> RECORDED DATA

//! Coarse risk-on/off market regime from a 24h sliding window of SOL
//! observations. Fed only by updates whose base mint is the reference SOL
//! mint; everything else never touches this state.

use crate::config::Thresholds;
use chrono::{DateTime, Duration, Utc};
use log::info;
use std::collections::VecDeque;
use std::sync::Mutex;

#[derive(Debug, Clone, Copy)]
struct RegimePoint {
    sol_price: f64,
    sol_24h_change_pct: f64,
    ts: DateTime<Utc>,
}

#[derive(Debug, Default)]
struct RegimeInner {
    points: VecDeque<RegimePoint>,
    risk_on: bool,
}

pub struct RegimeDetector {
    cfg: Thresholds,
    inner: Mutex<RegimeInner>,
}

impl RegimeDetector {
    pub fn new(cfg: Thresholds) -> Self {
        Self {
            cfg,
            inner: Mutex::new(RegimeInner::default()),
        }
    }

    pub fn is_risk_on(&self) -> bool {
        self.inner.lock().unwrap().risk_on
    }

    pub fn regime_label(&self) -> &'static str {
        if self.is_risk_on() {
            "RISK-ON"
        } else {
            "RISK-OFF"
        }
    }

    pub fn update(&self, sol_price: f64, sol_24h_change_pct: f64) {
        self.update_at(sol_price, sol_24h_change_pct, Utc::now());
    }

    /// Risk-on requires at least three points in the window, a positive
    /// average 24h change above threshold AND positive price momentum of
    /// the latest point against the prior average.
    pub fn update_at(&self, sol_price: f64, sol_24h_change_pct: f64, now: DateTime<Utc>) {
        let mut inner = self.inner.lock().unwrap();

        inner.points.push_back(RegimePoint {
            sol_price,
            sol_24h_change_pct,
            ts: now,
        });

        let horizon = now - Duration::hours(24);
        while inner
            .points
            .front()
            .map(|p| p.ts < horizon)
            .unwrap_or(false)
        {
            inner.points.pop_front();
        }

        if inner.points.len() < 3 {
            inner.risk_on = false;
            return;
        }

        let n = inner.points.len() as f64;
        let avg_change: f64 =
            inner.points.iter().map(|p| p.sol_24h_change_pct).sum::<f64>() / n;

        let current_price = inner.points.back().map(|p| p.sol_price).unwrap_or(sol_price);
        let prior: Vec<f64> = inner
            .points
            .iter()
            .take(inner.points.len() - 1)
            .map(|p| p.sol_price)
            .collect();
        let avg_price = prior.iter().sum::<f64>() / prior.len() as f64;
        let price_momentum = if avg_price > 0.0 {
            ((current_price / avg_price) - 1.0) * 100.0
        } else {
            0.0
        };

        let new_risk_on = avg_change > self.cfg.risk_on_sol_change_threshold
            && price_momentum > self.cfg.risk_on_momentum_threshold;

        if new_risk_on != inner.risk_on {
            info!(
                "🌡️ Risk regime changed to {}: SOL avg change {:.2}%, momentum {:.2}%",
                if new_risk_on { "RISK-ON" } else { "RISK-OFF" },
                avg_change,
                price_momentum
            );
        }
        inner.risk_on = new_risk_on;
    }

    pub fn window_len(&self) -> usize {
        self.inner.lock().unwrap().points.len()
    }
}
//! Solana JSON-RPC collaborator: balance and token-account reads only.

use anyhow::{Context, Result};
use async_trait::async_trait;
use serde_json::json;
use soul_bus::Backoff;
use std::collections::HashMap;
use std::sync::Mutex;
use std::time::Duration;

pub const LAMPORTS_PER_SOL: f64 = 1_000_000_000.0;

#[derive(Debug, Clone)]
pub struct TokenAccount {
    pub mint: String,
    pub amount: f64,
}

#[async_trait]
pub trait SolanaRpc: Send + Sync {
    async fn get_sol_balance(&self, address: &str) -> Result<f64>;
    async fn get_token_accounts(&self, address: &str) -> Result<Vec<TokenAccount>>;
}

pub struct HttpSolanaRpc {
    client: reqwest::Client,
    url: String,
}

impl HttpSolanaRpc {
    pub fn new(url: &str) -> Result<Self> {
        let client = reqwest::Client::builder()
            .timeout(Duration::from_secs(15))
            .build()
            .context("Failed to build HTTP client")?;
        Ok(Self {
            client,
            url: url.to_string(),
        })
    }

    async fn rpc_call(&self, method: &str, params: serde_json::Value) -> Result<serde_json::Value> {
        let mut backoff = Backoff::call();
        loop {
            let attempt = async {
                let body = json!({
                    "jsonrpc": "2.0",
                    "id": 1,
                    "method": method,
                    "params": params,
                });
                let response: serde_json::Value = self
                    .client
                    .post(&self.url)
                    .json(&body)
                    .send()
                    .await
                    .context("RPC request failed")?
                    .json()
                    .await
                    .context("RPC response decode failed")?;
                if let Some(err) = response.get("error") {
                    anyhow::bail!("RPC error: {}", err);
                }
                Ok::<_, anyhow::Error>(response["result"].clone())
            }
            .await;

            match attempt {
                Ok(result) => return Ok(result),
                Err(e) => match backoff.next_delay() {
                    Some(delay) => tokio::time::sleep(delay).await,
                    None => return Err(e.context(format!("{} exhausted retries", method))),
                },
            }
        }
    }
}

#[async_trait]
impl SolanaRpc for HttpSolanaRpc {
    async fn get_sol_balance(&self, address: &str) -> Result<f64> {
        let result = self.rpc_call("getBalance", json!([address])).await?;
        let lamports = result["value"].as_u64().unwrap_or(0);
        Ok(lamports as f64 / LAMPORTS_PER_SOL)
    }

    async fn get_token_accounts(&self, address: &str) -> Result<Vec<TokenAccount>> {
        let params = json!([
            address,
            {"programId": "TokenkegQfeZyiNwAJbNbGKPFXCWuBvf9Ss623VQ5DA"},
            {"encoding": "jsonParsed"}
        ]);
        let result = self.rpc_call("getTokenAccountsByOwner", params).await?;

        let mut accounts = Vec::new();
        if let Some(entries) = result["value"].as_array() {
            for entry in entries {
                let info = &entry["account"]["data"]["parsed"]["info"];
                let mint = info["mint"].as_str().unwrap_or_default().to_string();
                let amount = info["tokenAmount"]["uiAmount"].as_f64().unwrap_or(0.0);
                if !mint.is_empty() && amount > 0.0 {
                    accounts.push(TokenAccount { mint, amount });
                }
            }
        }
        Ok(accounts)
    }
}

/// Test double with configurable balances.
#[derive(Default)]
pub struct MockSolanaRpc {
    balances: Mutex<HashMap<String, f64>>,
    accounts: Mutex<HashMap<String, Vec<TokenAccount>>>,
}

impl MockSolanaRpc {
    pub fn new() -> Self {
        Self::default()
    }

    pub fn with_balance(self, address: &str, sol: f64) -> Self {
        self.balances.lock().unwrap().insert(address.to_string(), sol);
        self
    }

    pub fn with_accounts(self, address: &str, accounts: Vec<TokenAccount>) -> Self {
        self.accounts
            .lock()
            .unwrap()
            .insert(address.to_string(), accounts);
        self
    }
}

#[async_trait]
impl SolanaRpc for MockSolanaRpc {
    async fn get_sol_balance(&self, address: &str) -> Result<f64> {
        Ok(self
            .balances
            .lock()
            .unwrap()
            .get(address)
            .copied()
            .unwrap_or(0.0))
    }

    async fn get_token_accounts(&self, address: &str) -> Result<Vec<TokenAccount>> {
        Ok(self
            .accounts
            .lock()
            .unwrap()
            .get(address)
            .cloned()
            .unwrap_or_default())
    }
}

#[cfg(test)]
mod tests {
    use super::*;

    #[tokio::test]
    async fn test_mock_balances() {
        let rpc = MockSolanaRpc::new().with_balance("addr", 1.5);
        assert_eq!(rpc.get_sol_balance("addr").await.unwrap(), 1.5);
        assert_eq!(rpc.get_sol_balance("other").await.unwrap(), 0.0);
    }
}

==

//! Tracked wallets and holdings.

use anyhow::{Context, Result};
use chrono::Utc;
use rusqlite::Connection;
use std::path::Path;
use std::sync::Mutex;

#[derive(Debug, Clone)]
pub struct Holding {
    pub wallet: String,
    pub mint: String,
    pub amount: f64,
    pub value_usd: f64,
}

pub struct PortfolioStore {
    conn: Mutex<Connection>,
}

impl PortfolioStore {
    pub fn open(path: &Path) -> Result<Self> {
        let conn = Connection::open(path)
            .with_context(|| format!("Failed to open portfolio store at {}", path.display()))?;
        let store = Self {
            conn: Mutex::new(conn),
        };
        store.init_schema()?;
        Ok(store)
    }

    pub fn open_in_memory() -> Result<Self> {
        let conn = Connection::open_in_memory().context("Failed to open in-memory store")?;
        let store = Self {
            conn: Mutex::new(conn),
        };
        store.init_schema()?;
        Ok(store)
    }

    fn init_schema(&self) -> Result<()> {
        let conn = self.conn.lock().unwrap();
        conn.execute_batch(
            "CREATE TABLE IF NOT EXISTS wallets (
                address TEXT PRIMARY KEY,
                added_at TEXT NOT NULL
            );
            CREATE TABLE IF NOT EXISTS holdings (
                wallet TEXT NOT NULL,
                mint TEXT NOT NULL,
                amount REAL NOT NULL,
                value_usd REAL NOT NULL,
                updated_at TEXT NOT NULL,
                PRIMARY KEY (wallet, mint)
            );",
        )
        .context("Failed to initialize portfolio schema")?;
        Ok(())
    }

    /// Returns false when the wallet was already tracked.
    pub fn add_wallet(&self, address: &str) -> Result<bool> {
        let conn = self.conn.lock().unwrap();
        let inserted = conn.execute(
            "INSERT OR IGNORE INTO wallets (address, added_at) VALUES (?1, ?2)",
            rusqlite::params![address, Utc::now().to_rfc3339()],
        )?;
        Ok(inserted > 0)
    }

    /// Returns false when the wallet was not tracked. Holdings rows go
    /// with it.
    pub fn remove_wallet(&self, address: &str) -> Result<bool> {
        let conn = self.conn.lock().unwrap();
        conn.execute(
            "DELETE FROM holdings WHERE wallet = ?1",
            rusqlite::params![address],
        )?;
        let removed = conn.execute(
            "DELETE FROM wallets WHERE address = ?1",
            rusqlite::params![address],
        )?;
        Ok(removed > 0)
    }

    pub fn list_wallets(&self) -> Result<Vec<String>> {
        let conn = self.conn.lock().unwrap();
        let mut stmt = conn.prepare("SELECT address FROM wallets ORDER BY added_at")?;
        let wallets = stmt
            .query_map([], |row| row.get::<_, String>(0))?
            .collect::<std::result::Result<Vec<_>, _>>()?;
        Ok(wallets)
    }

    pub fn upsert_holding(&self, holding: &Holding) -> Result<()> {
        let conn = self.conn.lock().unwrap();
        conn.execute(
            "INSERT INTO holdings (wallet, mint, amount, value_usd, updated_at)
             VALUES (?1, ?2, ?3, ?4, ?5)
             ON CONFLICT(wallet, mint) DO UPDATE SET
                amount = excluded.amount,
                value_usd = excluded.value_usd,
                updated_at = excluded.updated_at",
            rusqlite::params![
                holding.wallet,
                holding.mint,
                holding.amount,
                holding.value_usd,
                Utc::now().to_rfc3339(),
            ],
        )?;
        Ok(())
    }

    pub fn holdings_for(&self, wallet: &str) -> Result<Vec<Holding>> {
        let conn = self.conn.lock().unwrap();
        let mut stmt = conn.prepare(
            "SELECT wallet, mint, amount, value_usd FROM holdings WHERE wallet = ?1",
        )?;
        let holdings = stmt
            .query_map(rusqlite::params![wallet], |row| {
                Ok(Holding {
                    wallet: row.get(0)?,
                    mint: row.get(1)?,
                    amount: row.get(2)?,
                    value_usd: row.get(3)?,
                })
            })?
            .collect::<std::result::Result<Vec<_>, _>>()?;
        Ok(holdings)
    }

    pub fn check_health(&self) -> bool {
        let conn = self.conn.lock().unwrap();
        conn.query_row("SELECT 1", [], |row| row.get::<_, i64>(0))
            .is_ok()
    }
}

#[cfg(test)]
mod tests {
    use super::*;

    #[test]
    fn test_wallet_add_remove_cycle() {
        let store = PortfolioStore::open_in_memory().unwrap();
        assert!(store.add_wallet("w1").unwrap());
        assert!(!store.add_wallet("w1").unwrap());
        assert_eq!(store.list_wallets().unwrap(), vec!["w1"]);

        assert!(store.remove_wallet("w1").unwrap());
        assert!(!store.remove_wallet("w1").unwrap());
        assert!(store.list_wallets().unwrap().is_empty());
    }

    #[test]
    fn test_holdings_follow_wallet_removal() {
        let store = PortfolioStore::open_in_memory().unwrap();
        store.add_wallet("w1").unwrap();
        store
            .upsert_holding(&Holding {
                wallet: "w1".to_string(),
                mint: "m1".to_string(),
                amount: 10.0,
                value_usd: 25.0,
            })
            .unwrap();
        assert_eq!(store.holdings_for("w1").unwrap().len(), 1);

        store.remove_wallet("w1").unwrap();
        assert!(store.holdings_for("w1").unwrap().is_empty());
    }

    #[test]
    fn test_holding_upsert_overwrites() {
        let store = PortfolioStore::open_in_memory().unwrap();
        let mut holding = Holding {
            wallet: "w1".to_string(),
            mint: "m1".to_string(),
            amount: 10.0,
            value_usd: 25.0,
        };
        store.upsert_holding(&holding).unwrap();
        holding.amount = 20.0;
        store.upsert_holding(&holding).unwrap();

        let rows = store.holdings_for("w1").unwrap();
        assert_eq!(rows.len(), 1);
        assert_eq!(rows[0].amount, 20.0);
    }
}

---

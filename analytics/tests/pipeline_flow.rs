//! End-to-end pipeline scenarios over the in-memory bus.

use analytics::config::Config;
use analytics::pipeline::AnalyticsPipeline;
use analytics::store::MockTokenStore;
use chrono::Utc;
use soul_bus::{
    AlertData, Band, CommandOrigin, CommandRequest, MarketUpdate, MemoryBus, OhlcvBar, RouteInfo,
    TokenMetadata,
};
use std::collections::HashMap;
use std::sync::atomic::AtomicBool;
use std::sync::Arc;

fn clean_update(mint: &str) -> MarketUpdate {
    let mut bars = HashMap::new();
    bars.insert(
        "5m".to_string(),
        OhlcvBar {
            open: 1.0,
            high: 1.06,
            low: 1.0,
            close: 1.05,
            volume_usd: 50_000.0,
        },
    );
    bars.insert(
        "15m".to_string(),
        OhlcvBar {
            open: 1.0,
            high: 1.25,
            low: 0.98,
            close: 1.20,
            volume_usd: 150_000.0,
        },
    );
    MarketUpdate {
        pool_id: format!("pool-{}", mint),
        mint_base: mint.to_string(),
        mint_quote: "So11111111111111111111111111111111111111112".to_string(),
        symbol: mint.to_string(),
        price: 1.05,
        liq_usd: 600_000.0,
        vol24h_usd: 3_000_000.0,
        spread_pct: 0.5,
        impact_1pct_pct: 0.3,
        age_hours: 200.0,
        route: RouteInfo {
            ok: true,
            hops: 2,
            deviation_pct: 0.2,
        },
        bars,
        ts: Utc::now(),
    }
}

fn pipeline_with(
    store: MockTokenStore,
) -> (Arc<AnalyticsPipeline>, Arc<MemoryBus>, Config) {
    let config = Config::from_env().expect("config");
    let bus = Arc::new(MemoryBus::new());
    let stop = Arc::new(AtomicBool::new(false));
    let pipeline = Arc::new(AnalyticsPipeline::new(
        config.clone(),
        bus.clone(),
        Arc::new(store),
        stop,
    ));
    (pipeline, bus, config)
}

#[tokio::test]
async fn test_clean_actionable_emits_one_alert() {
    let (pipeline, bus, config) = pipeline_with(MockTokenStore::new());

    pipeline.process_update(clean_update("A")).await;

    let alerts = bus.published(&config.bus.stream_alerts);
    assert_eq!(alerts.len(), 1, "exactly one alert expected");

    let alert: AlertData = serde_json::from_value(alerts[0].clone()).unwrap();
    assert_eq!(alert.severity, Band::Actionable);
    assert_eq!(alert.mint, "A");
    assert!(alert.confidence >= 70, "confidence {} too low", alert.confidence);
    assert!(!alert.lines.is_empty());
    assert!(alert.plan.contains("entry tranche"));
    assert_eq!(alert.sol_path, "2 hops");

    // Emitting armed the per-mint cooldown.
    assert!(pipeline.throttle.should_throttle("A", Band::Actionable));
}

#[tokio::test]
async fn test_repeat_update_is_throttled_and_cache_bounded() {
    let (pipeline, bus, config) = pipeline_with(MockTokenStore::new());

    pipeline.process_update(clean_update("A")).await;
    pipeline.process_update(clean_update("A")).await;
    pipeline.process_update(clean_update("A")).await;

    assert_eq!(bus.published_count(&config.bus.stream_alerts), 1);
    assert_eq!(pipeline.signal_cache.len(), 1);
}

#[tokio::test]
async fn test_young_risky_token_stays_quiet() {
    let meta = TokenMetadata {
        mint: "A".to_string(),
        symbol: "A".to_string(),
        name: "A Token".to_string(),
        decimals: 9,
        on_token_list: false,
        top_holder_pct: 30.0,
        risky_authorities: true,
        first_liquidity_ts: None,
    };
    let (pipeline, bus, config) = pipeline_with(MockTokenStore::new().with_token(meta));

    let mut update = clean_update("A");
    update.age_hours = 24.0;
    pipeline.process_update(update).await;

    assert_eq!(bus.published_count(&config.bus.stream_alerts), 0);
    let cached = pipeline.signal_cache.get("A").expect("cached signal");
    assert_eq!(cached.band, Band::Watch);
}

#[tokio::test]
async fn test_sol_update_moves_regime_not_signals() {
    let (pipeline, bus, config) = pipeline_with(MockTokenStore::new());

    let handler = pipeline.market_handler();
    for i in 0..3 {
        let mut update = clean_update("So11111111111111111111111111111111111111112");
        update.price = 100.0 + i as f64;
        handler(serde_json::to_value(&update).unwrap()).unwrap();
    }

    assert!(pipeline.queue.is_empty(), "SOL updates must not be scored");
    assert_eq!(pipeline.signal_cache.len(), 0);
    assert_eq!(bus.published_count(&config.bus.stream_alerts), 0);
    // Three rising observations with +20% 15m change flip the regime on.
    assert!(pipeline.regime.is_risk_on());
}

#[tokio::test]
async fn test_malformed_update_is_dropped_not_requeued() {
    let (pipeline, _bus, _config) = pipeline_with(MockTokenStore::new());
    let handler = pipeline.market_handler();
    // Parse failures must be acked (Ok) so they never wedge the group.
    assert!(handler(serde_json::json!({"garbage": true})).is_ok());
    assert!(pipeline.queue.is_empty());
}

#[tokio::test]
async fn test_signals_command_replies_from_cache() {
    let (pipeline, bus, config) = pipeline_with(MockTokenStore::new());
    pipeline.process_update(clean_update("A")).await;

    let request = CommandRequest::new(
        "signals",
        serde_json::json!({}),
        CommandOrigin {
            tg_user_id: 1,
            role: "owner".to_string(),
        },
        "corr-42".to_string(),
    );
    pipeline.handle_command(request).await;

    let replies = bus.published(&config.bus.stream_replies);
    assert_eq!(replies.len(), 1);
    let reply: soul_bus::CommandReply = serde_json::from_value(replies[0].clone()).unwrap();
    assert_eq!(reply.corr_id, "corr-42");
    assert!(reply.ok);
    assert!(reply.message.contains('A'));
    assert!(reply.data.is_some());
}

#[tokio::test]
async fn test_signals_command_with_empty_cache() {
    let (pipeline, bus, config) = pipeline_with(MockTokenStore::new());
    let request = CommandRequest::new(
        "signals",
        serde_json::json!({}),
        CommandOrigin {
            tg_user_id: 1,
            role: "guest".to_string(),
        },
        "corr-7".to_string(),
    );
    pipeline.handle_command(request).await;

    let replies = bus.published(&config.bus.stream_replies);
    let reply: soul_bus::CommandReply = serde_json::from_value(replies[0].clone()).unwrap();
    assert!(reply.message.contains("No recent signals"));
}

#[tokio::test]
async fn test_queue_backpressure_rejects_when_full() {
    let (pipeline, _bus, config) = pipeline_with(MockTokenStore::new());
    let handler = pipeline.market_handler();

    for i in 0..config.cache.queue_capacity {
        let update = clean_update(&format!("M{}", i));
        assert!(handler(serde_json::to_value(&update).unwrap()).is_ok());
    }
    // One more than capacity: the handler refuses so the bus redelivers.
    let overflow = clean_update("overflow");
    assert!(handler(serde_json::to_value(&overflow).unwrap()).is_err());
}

> AIM OF THE TASK
The required answer is the run of lines above, starting at the line with "window of SOL" and ending at the line with "the prior average.", reproduced exactly with both ends.

> TASK SOLUTION
//! Coarse risk-on/off market regime from a 24h sliding window of SOL
//! observations. Fed only by updates whose base mint is the reference SOL
//! mint; everything else never touches this state.

use crate::config::Thresholds;
use chrono::{DateTime, Duration, Utc};
use log::info;
use std::collections::VecDeque;
use std::sync::Mutex;

#[derive(Debug, Clone, Copy)]
struct RegimePoint {
    sol_price: f64,
    sol_24h_change_pct: f64,
    ts: DateTime<Utc>,
}

#[derive(Debug, Default)]
struct RegimeInner {
    points: VecDeque<RegimePoint>,
    risk_on: bool,
}

pub struct RegimeDetector {
    cfg: Thresholds,
    inner: Mutex<RegimeInner>,
}

impl RegimeDetector {
    pub fn new(cfg: Thresholds) -> Self {
        Self {
            cfg,
            inner: Mutex::new(RegimeInner::default()),
        }
    }

    pub fn is_risk_on(&self) -> bool {
        self.inner.lock().unwrap().risk_on
    }

    pub fn regime_label(&self) -> &'static str {
        if self.is_risk_on() {
            "RISK-ON"
        } else {
            "RISK-OFF"
        }
    }

    pub fn update(&self, sol_price: f64, sol_24h_change_pct: f64) {
        self.update_at(sol_price, sol_24h_change_pct, Utc::now());
    }

    /// Risk-on requires at least three points in the window, a positive
    /// average 24h change above threshold AND positive price momentum of
    /// the latest point against the prior average.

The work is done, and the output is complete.